Il progetto è quello d’una coalizione volontaria internazionale, che può già contare sull’avallo, acquisito in Galles la scorsa settimana, di alcuni Paesi Nato. A Gedda, Kerry mette insieme 10 Paesi arabi, fra cui l’Arabia Saudita e le monarchie del Golfo, l’Iraq e l’Egitto, tutti schierati contro l’integralismo sunnita. La Siria di al Assad, esclusa a priori dalla coalizione, mette in guardia dalle conseguenze d’azioni non concordate sul proprio territorio: “Li considereremo attacchi”. E la Russia di Putin, che è al fianco di Damasco, pone il problema della legittimità di un intervento internazionale senza l’avallo dell’Onu e chiede che il Consiglio di Sicurezza ne sia investito: senza un mandato dell’Onu, l’azione della coalizione sarebbe un’aggressione. Come l’invasione dell’Iraq. La Turchia si chiama fuori. Israele appoggia, ma, ovviamente, non partecipa. La Gran Bretagna, dopo qualche esitazione, flette i muscoli, come ha subito fatto la Francia.
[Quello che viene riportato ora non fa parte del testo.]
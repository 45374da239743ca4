//! JSON and JSON Lines persistence primitives.
//!
//! Provides the two on-disk shapes the rollover ledger needs: a single JSON
//! document (the live cycle record) and a JSON Lines log (the archived
//! history). Writes are atomic via temp-file-then-rename; log reads are
//! resilient and report skipped lines as [`Warning`]s instead of failing.

#![forbid(unsafe_code)]
#![warn(missing_docs)]

pub mod atomic;
pub mod document;
pub mod error;
pub mod reader;
pub mod warning;
pub mod writer;

pub use atomic::{write_json_atomic, write_jsonl_atomic};
pub use document::read_json_document;
pub use error::{Error, Result};
pub use reader::{read_jsonl_resilient, JsonlReader};
pub use warning::Warning;
pub use writer::JsonlWriter;
//! The cycle ledger: the live cycle record, the history log, and the stores
//! behind them.
//!
//! Every mutation runs through one path: the change is applied to a working
//! copy, swapped in on success, then written out (history first, record
//! second). A failed closure leaves state untouched. A failed write leaves
//! memory ahead of disk; the unsaved part is retried on the next successful
//! transaction.
//!
//! The ledger also hosts the operations that need no collaborator: the two
//! copy views, manual edits, reset, history maintenance, export and import.

use crate::archive::{HistoryLog, MergeReport};
use crate::clock::Clock;
use crate::config::RolloverConfig;
use crate::domain::{CycleId, CycleRecord, HistoryEntry, MetricsEdit, Step};
use crate::error::{Error, Result};
use crate::interchange::{self, ExportDocument, ImportStrategy};
use crate::orchestrator::gating;
use crate::orchestrator::report::{CycleSummary, TicketGroups};
use crate::store::LedgerStores;
use serde::Serialize;
use std::fmt;
use std::sync::Arc;
use tokio::sync::Mutex;
use tracing::{debug, info, warn};

/// The in-memory pair a transaction works on.
#[derive(Debug, Clone, PartialEq)]
pub(crate) struct LedgerState {
    pub(crate) record: CycleRecord,
    pub(crate) history: HistoryLog,
}

#[derive(Debug)]
struct Shared {
    state: LedgerState,
    record_unsaved: bool,
    history_unsaved: bool,
}

/// Outcome of an import.
#[derive(Debug, Clone, PartialEq, Eq, Serialize)]
#[serde(rename_all = "camelCase")]
pub struct ImportReport {
    /// Strategy that was applied
    pub strategy: ImportStrategy,
    /// History entries after the import
    pub history_len: usize,
    /// Merge details; absent for a replace
    #[serde(skip_serializing_if = "Option::is_none")]
    pub merge: Option<MergeReport>,
}

/// Owner of the persisted cycle state.
pub struct CycleLedger {
    stores: LedgerStores,
    shared: Mutex<Shared>,
    config: RolloverConfig,
    clock: Arc<dyn Clock>,
}

impl fmt::Debug for CycleLedger {
    fn fmt(&self, f: &mut fmt::Formatter<'_>) -> fmt::Result {
        f.debug_struct("CycleLedger")
            .field("config", &self.config)
            .finish_non_exhaustive()
    }
}

impl CycleLedger {
    /// Load the record and history from the stores.
    ///
    /// A missing record starts as a fresh, unnamed cycle; a missing history
    /// starts empty. Nothing is written until the first mutation.
    ///
    /// # Errors
    ///
    /// Returns an error if either store cannot be read.
    pub async fn open(
        stores: LedgerStores,
        config: RolloverConfig,
        clock: Arc<dyn Clock>,
    ) -> Result<Self> {
        let record = stores
            .cycle
            .load()
            .await?
            .unwrap_or_else(|| CycleRecord::fresh(None));
        let history = stores.history.load().await?.unwrap_or_default();

        debug!(
            cycle_id = ?record.id,
            history_len = history.len(),
            "Opened cycle ledger"
        );

        Ok(Self {
            stores,
            shared: Mutex::new(Shared {
                state: LedgerState { record, history },
                record_unsaved: false,
                history_unsaved: false,
            }),
            config,
            clock,
        })
    }

    /// The active configuration.
    pub fn config(&self) -> &RolloverConfig {
        &self.config
    }

    /// The time source.
    pub fn clock(&self) -> &dyn Clock {
        self.clock.as_ref()
    }

    /// A copy of the live cycle record.
    pub async fn current(&self) -> CycleRecord {
        self.shared.lock().await.state.record.clone()
    }

    /// A copy of the history log in insertion order.
    pub async fn history(&self) -> HistoryLog {
        self.shared.lock().await.state.history.clone()
    }

    /// History entries newest first by `timestamp`, falling back to
    /// `completedAt`.
    pub async fn history_by_recency(&self) -> Vec<HistoryEntry> {
        let shared = self.shared.lock().await;
        shared
            .state
            .history
            .by_recency()
            .into_iter()
            .cloned()
            .collect()
    }

    /// The newest-inserted history entry with the id.
    pub async fn history_entry(&self, id: &CycleId) -> Option<HistoryEntry> {
        self.shared.lock().await.state.history.find(id).cloned()
    }

    /// Step 3: the metric summary of the cycle being closed.
    ///
    /// # Errors
    ///
    /// Returns `Error::Precondition` unless the cycle is prepared and the
    /// next milestone does not exist yet.
    pub async fn copy_summary(&self) -> Result<CycleSummary> {
        let shared = self.shared.lock().await;
        gating::ensure(Step::CopySummary, &shared.state.record)?;
        Ok(CycleSummary::from_record(&shared.state.record))
    }

    /// Step 4: closed tickets split into regular and needs-merge groups.
    ///
    /// # Errors
    ///
    /// Returns `Error::Precondition` under the same condition as
    /// [`copy_summary`](Self::copy_summary).
    pub async fn copy_closed_names(&self) -> Result<TicketGroups> {
        let shared = self.shared.lock().await;
        gating::ensure(Step::CopyClosedNames, &shared.state.record)?;
        Ok(TicketGroups::from_record(&shared.state.record))
    }

    /// Overwrite the five metric fields and repair the implied flags.
    ///
    /// If the cycle has already been archived, every history entry with its
    /// id receives the same values.
    ///
    /// # Errors
    ///
    /// Returns `Error::InvalidEdit` for negative or non-finite hours, or a
    /// persistence error if the write fails.
    pub async fn edit_cycle_data(&self, edit: MetricsEdit) -> Result<CycleRecord> {
        edit.validate().map_err(Error::InvalidEdit)?;

        self.transact(|state| {
            state.record.apply_edit(&edit);
            let archived = state
                .record
                .id
                .as_ref()
                .map_or(0, |id| state.history.update_metrics(id, &edit));
            info!(
                cycle_id = ?state.record.id,
                archived_copies = archived,
                "Edited cycle metrics"
            );
            Ok(state.record.clone())
        })
        .await
    }

    /// Abort the cycle in progress.
    ///
    /// Removes any archived copy of the cycle from history, then replaces the
    /// record with a fresh one that keeps only the milestone name.
    ///
    /// # Errors
    ///
    /// Returns a persistence error if the write fails.
    pub async fn reset_cycle(&self) -> Result<CycleRecord> {
        self.transact(|state| {
            let removed = state
                .record
                .id
                .as_ref()
                .map_or(0, |id| state.history.remove(id).len());
            let milestone = state.record.milestone_name.take();
            info!(
                cycle_id = ?state.record.id,
                removed_from_history = removed,
                "Reset cycle"
            );
            state.record = CycleRecord::fresh(milestone);
            Ok(state.record.clone())
        })
        .await
    }

    /// Remove every history entry with the id. Returns how many were removed.
    ///
    /// # Errors
    ///
    /// Returns `Error::HistoryEntryNotFound` if no entry has the id.
    pub async fn delete_history_entry(&self, id: &CycleId) -> Result<usize> {
        self.transact(|state| {
            let removed = state.history.remove(id);
            if removed.is_empty() {
                return Err(Error::HistoryEntryNotFound(id.clone()));
            }
            info!(cycle_id = %id, removed = removed.len(), "Deleted history entry");
            Ok(removed.len())
        })
        .await
    }

    /// The current state as an export document.
    pub async fn export_document(&self) -> ExportDocument {
        let shared = self.shared.lock().await;
        ExportDocument::new(
            shared.state.record.clone(),
            shared.state.history.clone(),
            self.clock.now(),
        )
    }

    /// The current state as an encoded export blob.
    ///
    /// # Errors
    ///
    /// Returns an error if encoding fails.
    pub async fn export(&self) -> Result<String> {
        let document = self.export_document().await;
        let blob = interchange::encode(&document)?;
        info!(
            history_len = document.history_log.len(),
            bytes = blob.len(),
            "Exported cycle state"
        );
        Ok(blob)
    }

    /// Decode an export blob and reconcile it with local state.
    ///
    /// Merge unions the history by id (imported entries win) and leaves the
    /// live record alone. Replace overwrites both.
    ///
    /// # Errors
    ///
    /// Returns `Error::MalformedImport` before touching any state if the blob
    /// cannot be decoded, or a persistence error if the write fails.
    pub async fn import(&self, text: &str, strategy: ImportStrategy) -> Result<ImportReport> {
        let document = interchange::decode(text)?;
        debug!(
            version = %document.version,
            exported_at = ?document.exported_at,
            entries = document.history_log.len(),
            "Decoded import"
        );

        let policy = self.config.merge_cap;
        let cap = self.config.history_cap;
        self.transact(move |state| {
            let merge = match strategy {
                ImportStrategy::Replace => {
                    state.record = document.cycle_record;
                    state.history = document.history_log;
                    None
                }
                ImportStrategy::Merge => Some(state.history.merge(
                    document.history_log.into_entries(),
                    policy,
                    cap,
                )),
            };
            let report = ImportReport {
                strategy,
                history_len: state.history.len(),
                merge,
            };
            info!(
                strategy = %strategy,
                history_len = report.history_len,
                "Imported cycle state"
            );
            Ok(report)
        })
        .await
    }

    /// Apply `change` to a working copy of the state, swap it in, and persist
    /// whatever is unsaved.
    pub(crate) async fn transact<R, F>(&self, change: F) -> Result<R>
    where
        F: FnOnce(&mut LedgerState) -> Result<R>,
    {
        let mut shared = self.shared.lock().await;
        let mut working = shared.state.clone();
        let value = change(&mut working)?;

        if working.history != shared.state.history {
            shared.history_unsaved = true;
        }
        if working.record != shared.state.record {
            shared.record_unsaved = true;
        }
        shared.state = working;

        self.flush(&mut shared).await?;
        Ok(value)
    }

    async fn flush(&self, shared: &mut Shared) -> Result<()> {
        if shared.history_unsaved {
            self.stores
                .history
                .save(&shared.state.history)
                .await
                .map_err(|e| persistence_failure("history", e))?;
            shared.history_unsaved = false;
        }
        if shared.record_unsaved {
            self.stores
                .cycle
                .save(&shared.state.record)
                .await
                .map_err(|e| persistence_failure("cycle record", e))?;
            shared.record_unsaved = false;
        }
        Ok(())
    }
}

fn persistence_failure(what: &str, error: Error) -> Error {
    warn!(store = what, error = %error, "Write failed; in-memory state is ahead of disk");
    match error {
        Error::Persistence(message) => Error::Persistence(format!("{what}: {message}")),
        other => Error::Persistence(format!("{what}: {other}")),
    }
}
L’Italia si tiene un passo indietro: tiene pronti gli aerei, ma per il rifornimento in volo, e addestratori per l’esercito di Baghdad – che sono dieci anni che si prepara e, malgrado istruttori ed equipaggiamenti, continua ad avere un grado di affidabilità bassissimo.

Nell’anniversario dell’11 settembre 2001, Obama dice: “Non cederemo alla paura”. Il presidente parla a una Nazione che vuole sì agire contro la minaccia terroristica, ma che teme di restare di nuovo impantanata in un conflitto, adesso che i ‘ragazzi’ stanno finalmente per tornare dall’Afghanistan. La notizia, di fonte ong, che i raid in Siria contro postazioni dell’Is hanno fatto 11 morti civili ridà corpo ai dilemmi occidentali, ma pure arabi, su come affrontare la minaccia del terrorismo, la cui sfida è decisamente cambiata, dopo l’uccisione di bin Laden e l’indebolimento di al Qaeda. Le nuove sigle hanno tattiche, strategie e obiettivi spesso locali e il Califfato crea uno Stato.

Cattive letture ed errori di valutazione hanno segnato l’approccio anti-terrorismo occidentale. E c’è da chiedersi se oggi siamo di fronte a una radicalizzazione della minaccia globale, o se non assistiamo piuttosto a episodi di una guerra intestina all’Islam.